Washington Cancer Institute, Washington Hospital Center, Washington, District of Columbia 20010, USA.
J Surg Oncol. 2010 Mar 1;101(3):251-2. doi: 10.1002/jso.21478.
Cancer dissemination on peritoneal surfaces can be treated by cytoreductive surgery and perioperative intraperitoneal chemotherapy. To maximize benefits a complete cancer removal precedes the chemotherapy treatments.
During cytoreductive surgical procedures a variable bridge of liver parenchyma that covers the round ligament of the liver was observed. This bridge of liver parenchyma is referred to as the pont hepatique (hepatic bridge). Failure to remove tumor nodules from beneath the pont hepatique will result in recurrent disease.
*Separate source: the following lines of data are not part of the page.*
//! Discover command: print the stream catalog

use clap::Args;
use serde_json::{json, Value};
use std::io::Write;

use super::CliError;
use crate::registry::ReportType;

/// Discover subcommand
#[derive(Debug, Args)]
pub struct DiscoverCommand {}

impl DiscoverCommand {
    /// Build and print the catalog document
    pub fn execute(&self) -> Result<(), CliError> {
        let catalog = build_catalog()?;
        let mut stdout = std::io::stdout().lock();
        serde_json::to_writer_pretty(&mut stdout, &catalog)
            .map_err(|e| CliError::InvalidArgument(format!("catalog serialization: {e}")))?;
        writeln!(stdout).map_err(|e| CliError::InvalidArgument(e.to_string()))?;
        Ok(())
    }
}

/// Catalog document covering every known stream with its schema, key
/// properties, and default replication
pub fn build_catalog() -> Result<Value, CliError> {
    let mut streams = Vec::new();
    for report_type in ReportType::all() {
        let schema = report_type.schema()?;
        let mut entry = json!({
            "stream": report_type.name(),
            "tap_stream_id": report_type.name(),
            "schema": schema.as_value(),
            "key_properties": report_type.key_properties(),
        });
        let replication = report_type.default_replication();
        entry["replication_method"] = json!(replication.method_name());
        if let Some(key) = replication.key() {
            entry["replication_key"] = json!(key);
        }
        streams.push(entry);
    }
    Ok(json!({ "streams": streams }))
}

#[cfg(test)]
mod tests {
    use super::*;

    #[test]
    fn test_catalog_covers_every_stream() {
        let catalog = build_catalog().unwrap();
        let streams = catalog["streams"].as_array().unwrap();
        assert_eq!(streams.len(), ReportType::all().len());
    }

    #[test]
    fn test_catalog_entry_shape() {
        let catalog = build_catalog().unwrap();
        let streams = catalog["streams"].as_array().unwrap();
        let keyword = streams
            .iter()
            .find(|s| s["stream"] == "keyword")
            .unwrap();
        assert_eq!(keyword["key_properties"][0], "keywordId");
        assert_eq!(keyword["replication_method"], "INCREMENTAL");
        assert_eq!(keyword["replication_key"], "date");
        assert!(keyword["schema"]["properties"]["date"].is_object());

        let negative = streams
            .iter()
            .find(|s| s["stream"] == "negativeCampaignKeyword")
            .unwrap();
        assert_eq!(negative["replication_method"], "FULL_TABLE");
        assert!(negative.get("replication_key").is_none());
    }
}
If the pont hepatique is opened as part of a cytoreductive procedure for peritoneal dissemination of cancer, cancer nodules will often be found beneath. These nodules can be removed using electrosurgical dissection taking care to avoid damage to the left hepatic artery.
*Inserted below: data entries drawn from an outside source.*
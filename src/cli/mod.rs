//! CLI command implementations

pub mod discover;
pub mod error;
pub mod sync;

pub use discover::DiscoverCommand;
pub use error::CliError;
pub use sync::SyncCommand;

use clap::{Parser, Subcommand};
use std::path::PathBuf;

/// Search Ads 360 report sync connector
#[derive(Debug, Parser)]
#[command(name = "searchads-sync", version, about)]
pub struct Cli {
    /// Path to the JSON connector configuration
    #[arg(short, long, global = true, default_value = "config.json")]
    pub config: PathBuf,

    /// Command to execute
    #[command(subcommand)]
    pub command: Commands,
}

/// Top-level commands
#[derive(Debug, Subcommand)]
pub enum Commands {
    /// Print the catalog of available streams as JSON
    Discover(DiscoverCommand),
    /// Sync configured streams, emitting records to stdout
    Sync(SyncCommand),
}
Division of the pont hepatique and removal of cancer nodules around and on the round ligament will facilitate a complete cytoreduction.
腹膜表面的癌症扩散可以通过细胞减灭术和围手术期腹腔内化疗来治疗。为了最大限度地发挥疗效,在化疗治疗之前应进行彻底的癌症清除。
在细胞减灭手术过程中,观察到覆盖肝圆韧带的肝脏实质的可变桥。这个肝实质桥被称为肝桥(pont hepatique)。如果未能从肝桥下清除肿瘤结节,将导致疾病复发。
如果在治疗腹膜转移癌的细胞减灭术中打开肝桥,通常会发现下面有癌症结节。可以使用电外科解剖来切除这些结节,注意避免损伤左肝动脉。
切开肝桥并清除圆韧带周围和上面的癌症结节将有助于实现彻底的细胞减灭。